POÇO REDONDO: ASPECTOS SOBRE O REFÚGIO DO SOL (Vigésima viagem)
POÇO REDONDO: ASPECTOS SOBRE O REFÚGIO DO SOL (Vigésima viagem)
Rangel Alves da Costa*
Passados mais de 72 anos da morte de Lampião e alguns anos mais desde que a violência perpetrada por cangaceiros, jagunços e volantes deixou de ser uma das características marcantes do sertão nordestino, ainda assim as ações criminosas, com faces e motivações diferentes, tomaram seu destino rumo ao futuro e nos dias atuais diz por que o medo é cada vez mais feroz e assustador.

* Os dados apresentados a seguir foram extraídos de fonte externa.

//! Guess keyboard alphabet
//!
//! An ordered, duplicate-free set of uppercase symbols. The engine only ever
//! asks whether a symbol belongs to it, so any finite symbol set works.

use super::GameError;
use std::fmt;

/// Russian alphabet in keyboard order (33 letters, Ё included)
const CYRILLIC: &str = "АБВГДЕЁЖЗИЙКЛМНОПРСТУФХЦЧШЩЪЫЬЭЮЯ";

/// Basic Latin alphabet
const LATIN: &str = "ABCDEFGHIJKLMNOPQRSTUVWXYZ";

/// Keys per on-screen keyboard row
pub const KEYBOARD_WIDTH: usize = 10;

/// The set of symbols a player can guess
#[derive(Debug, Clone, PartialEq, Eq)]
pub struct Alphabet {
    name: String,
    symbols: Vec<char>,
}

impl Alphabet {
    /// Build an alphabet from arbitrary symbols
    ///
    /// Symbols are uppercased; duplicates after normalization are dropped while
    /// the first occurrence keeps its position.
    ///
    /// # Errors
    /// Returns `GameError::InvalidAlphabet` if no symbols remain, or if a
    /// symbol is whitespace.
    ///
    /// # Examples
    /// ```
    /// use hangman::core::Alphabet;
    ///
    /// let abc = Alphabet::new("tiny", "abca".chars()).unwrap();
    /// assert_eq!(abc.symbols(), &['A', 'B', 'C']);
    /// assert!(Alphabet::new("empty", "".chars()).is_err());
    /// ```
    pub fn new(
        name: impl Into<String>,
        symbols: impl IntoIterator<Item = char>,
    ) -> Result<Self, GameError> {
        let name = name.into();
        let mut normalized: Vec<char> = Vec::new();

        for symbol in symbols {
            if symbol.is_whitespace() {
                return Err(GameError::InvalidAlphabet(format!(
                    "{name}: whitespace is not a guessable symbol"
                )));
            }
            let symbol = normalize(symbol);
            if !normalized.contains(&symbol) {
                normalized.push(symbol);
            }
        }

        if normalized.is_empty() {
            return Err(GameError::InvalidAlphabet(format!("{name}: no symbols")));
        }

        Ok(Self {
            name,
            symbols: normalized,
        })
    }

    /// The 33-letter Russian alphabet
    #[must_use]
    pub fn cyrillic() -> Self {
        Self {
            name: "cyrillic".to_string(),
            symbols: CYRILLIC.chars().collect(),
        }
    }

    /// The 26-letter Latin alphabet
    #[must_use]
    pub fn latin() -> Self {
        Self {
            name: "latin".to_string(),
            symbols: LATIN.chars().collect(),
        }
    }

    /// Look up a built-in alphabet by name
    ///
    /// Supported names: "cyrillic" (also "russian", "ru"), "latin" (also "english", "en").
    #[must_use]
    pub fn from_name(name: &str) -> Option<Self> {
        match name.to_lowercase().as_str() {
            "cyrillic" | "russian" | "ru" => Some(Self::cyrillic()),
            "latin" | "english" | "en" => Some(Self::latin()),
            _ => None,
        }
    }

    #[must_use]
    pub fn name(&self) -> &str {
        &self.name
    }

    /// Symbols in keyboard order
    #[inline]
    #[must_use]
    pub fn symbols(&self) -> &[char] {
        &self.symbols
    }

    #[inline]
    #[must_use]
    pub fn len(&self) -> usize {
        self.symbols.len()
    }

    #[inline]
    #[must_use]
    pub fn is_empty(&self) -> bool {
        self.symbols.is_empty()
    }

    /// Check membership of an already-normalized symbol
    #[inline]
    #[must_use]
    pub fn contains(&self, symbol: char) -> bool {
        self.symbols.contains(&symbol)
    }

    /// Position of a symbol in keyboard order
    #[must_use]
    pub fn index_of(&self, symbol: char) -> Option<usize> {
        self.symbols.iter().position(|&s| s == symbol)
    }

    /// Symbols split into on-screen keyboard rows
    pub fn rows(&self) -> impl Iterator<Item = &[char]> {
        self.symbols.chunks(KEYBOARD_WIDTH)
    }
}

impl Default for Alphabet {
    fn default() -> Self {
        Self::cyrillic()
    }
}

impl fmt::Display for Alphabet {
    fn fmt(&self, f: &mut fmt::Formatter<'_>) -> fmt::Result {
        write!(f, "{} ({} letters)", self.name, self.symbols.len())
    }
}

/// Uppercase a single symbol
///
/// Symbols whose uppercase form is not a single character (e.g. `ß`) are kept
/// as they are.
#[must_use]
pub fn normalize(symbol: char) -> char {
    let mut upper = symbol.to_uppercase();
    match (upper.next(), upper.next()) {
        (Some(single), None) => single,
        _ => symbol,
    }
}

#[cfg(test)]
mod tests {
    use super::*;

    #[test]
    fn cyrillic_has_33_letters() {
        let abc = Alphabet::cyrillic();
        assert_eq!(abc.len(), 33);
        assert_eq!(abc.symbols()[0], 'А');
        assert_eq!(abc.symbols()[6], 'Ё');
        assert_eq!(abc.symbols()[32], 'Я');
    }

    #[test]
    fn latin_has_26_letters() {
        assert_eq!(Alphabet::latin().len(), 26);
    }

    #[test]
    fn keyboard_rows_are_ten_wide() {
        let abc = Alphabet::cyrillic();
        let rows: Vec<&[char]> = abc.rows().collect();
        assert_eq!(rows.len(), 4);
        assert_eq!(rows[0].len(), 10);
        assert_eq!(rows[3], &['Э', 'Ю', 'Я']);
    }

    #[test]
    fn new_normalizes_and_dedups() {
        let abc = Alphabet::new("mixed", "бБаА".chars()).unwrap();
        assert_eq!(abc.symbols(), &['Б', 'А']);
    }

    #[test]
    fn new_rejects_whitespace() {
        assert!(matches!(
            Alphabet::new("bad", "a b".chars()),
            Err(GameError::InvalidAlphabet(_))
        ));
    }

    #[test]
    fn from_name_aliases() {
        assert_eq!(Alphabet::from_name("RU"), Some(Alphabet::cyrillic()));
        assert_eq!(Alphabet::from_name("english"), Some(Alphabet::latin()));
        assert_eq!(Alphabet::from_name("klingon"), None);
    }

    #[test]
    fn normalize_uppercases() {
        assert_eq!(normalize('ё'), 'Ё');
        assert_eq!(normalize('к'), 'К');
        assert_eq!(normalize('Z'), 'Z');
        assert_eq!(normalize('ß'), 'ß');
    }

    #[test]
    fn index_of_follows_keyboard_order() {
        let abc = Alphabet::cyrillic();
        assert_eq!(abc.index_of('А'), Some(0));
        assert_eq!(abc.index_of('Я'), Some(32));
        assert_eq!(abc.index_of('Q'), None);
    }
}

Os tempos modernos não civilizaram o homem, não fez com que surgisse no sertanejo uma cultura de vivência em cordialidade, não tornou possível nas mentalidades agrestes e caboclas uma cultura de paz. Basta lembrar das eleições de 58 em Poço Redondo, quando homens armados e montados em cavalos saíram pela sede do município e povoados roubando urnas, destruindo material da justiça eleitoral e espalhando o terror. Lá pelas bandas de Bonsucesso Dedé de Artur tombou como vítima dos atos de agressividade.

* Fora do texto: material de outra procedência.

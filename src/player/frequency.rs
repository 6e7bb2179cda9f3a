//! Dictionary letter-frequency guesser
//!
//! Narrows the dictionary to words that agree with the masked pattern, then
//! guesses the unused letter that appears in the most of them.

use super::strategy::{Guesser, RandomGuesser};
use crate::core::{Alphabet, RoundState, SecretWord};
use rand::Rng;
use rustc_hash::{FxHashMap, FxHashSet};
use std::cmp::Reverse;

/// Guesser backed by a word dictionary
#[derive(Debug, Clone, Default)]
pub struct FrequencyGuesser {
    dictionary: Vec<Vec<char>>,
}

impl FrequencyGuesser {
    #[must_use]
    pub fn new(dictionary: &[SecretWord]) -> Self {
        Self {
            dictionary: dictionary.iter().map(|w| w.chars().to_vec()).collect(),
        }
    }

    /// Dictionary words the player cannot rule out yet
    fn consistent<'a>(
        &'a self,
        pattern: &'a [Option<char>],
        guessed: &'a FxHashSet<char>,
    ) -> impl Iterator<Item = &'a Vec<char>> + 'a {
        self.dictionary
            .iter()
            .filter(move |word| is_consistent(word, pattern, guessed))
    }

    /// Count, per unused letter, how many consistent words contain it
    #[must_use]
    pub fn letter_counts(&self, state: &RoundState, alphabet: &Alphabet) -> FxHashMap<char, usize> {
        let pattern = state.pattern();
        let guessed = state.guessed();
        let mut counts: FxHashMap<char, usize> = FxHashMap::default();

        for word in self.consistent(&pattern, guessed) {
            let mut seen: FxHashSet<char> = FxHashSet::default();
            for &c in word {
                if !guessed.contains(&c) && alphabet.contains(c) && seen.insert(c) {
                    *counts.entry(c).or_insert(0) += 1;
                }
            }
        }

        counts
    }
}

/// A word fits if revealed slots match and hidden slots hold no used letter
fn is_consistent(word: &[char], pattern: &[Option<char>], guessed: &FxHashSet<char>) -> bool {
    word.len() == pattern.len()
        && word.iter().zip(pattern).all(|(&c, slot)| match slot {
            Some(revealed) => c == *revealed,
            None => !guessed.contains(&c),
        })
}

impl Guesser for FrequencyGuesser {
    fn next_guess<R: Rng + ?Sized>(
        &self,
        state: &RoundState,
        alphabet: &Alphabet,
        rng: &mut R,
    ) -> Option<char> {
        let counts = self.letter_counts(state, alphabet);

        // Ties go to the letter earlier on the keyboard
        counts
            .into_iter()
            .max_by_key(|&(c, n)| (n, Reverse(alphabet.index_of(c))))
            .map(|(c, _)| c)
            .or_else(|| RandomGuesser.next_guess(state, alphabet, rng))
    }
}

Desde a época do cangaço, onde talvez a violência já estivesse justificada no contexto social de então, até o momento presente, o que se observa é um incrível aperfeiçoamento da bestialidade como se o homem somente estivesse se preparado para praticar o mal.

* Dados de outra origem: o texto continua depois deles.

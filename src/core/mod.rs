//! Core domain types for Hangman
//!
//! Alphabet, difficulty bands, secret words and the per-round state. Nothing
//! here performs I/O or draws random numbers.

pub mod alphabet;
mod difficulty;
mod error;
mod round;
mod word;

pub use alphabet::Alphabet;
pub use difficulty::Difficulty;
pub use error::GameError;
pub use round::{GuessOutcome, MAX_WRONG_STAGES, RoundState, RoundStatus};
pub use word::{SecretWord, WordError};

Alguém já ouviu a música "Lampião falou", de autoria de Aparício Nascimento e Venâncio e cantada por Luiz Gonzaga? Se não ouviu preste atenção no que diz a letra:
Eu não sei porque cheguei
Mas sei tudo quanto fiz
Maltratei fui maltratado
Não fui bom, não fui feliz
Não fiz tudo quanto falam
Não sou o que o povo diz
Qual o bom entre vocês?
De vocês, qual o direito?
Onde esta o homem bom?
Qual o homem de respeito?
De cabo a rabo na vida
Não tem um homem perfeito
Aos 28 de julho
Eu passei por outro lado
Foi no ano 38
Dizem que fui baleado
E falam noutra versão
Que eu fui envenenado
Sergipe, Fazenda Angico
Meus crimes se terminaram
O criminoso era eu
E os santinhos me mataram
Um lampião se apagou
Outros lampiões ficaram
O cangaço continua
De gravata e jaquetão
Sem usar chapéu de couro
Sem bacamarte na mão
E matando muito mais
Tá cheio de Lampião
E matando muito mais
Tá assim de Lampião
E matando muito mais
Na cidade e no sertão
E matando muito mais
Tá sobrando Lampião.
Essas duas últimas estrofes lembram alguma coisa?: "O cangaço continua/ De gravata e jaquetão/ Sem usar chapéu de couro/ Sem bacamarte na mão/ E matando muito mais/ Tá cheio de Lampião/ E matando muito mais/ Tá assim de Lampião/ E matando muito mais/ Na cidade e no sertão/ E matando muito mais/ Tá sobrando Lampião". A letra da música reflete magistralmente a realidade atual do sertão, com a violência se expandindo de tal forma que as pessoas não podem dormir em paz e as portas fechadas não significam segurança alguma.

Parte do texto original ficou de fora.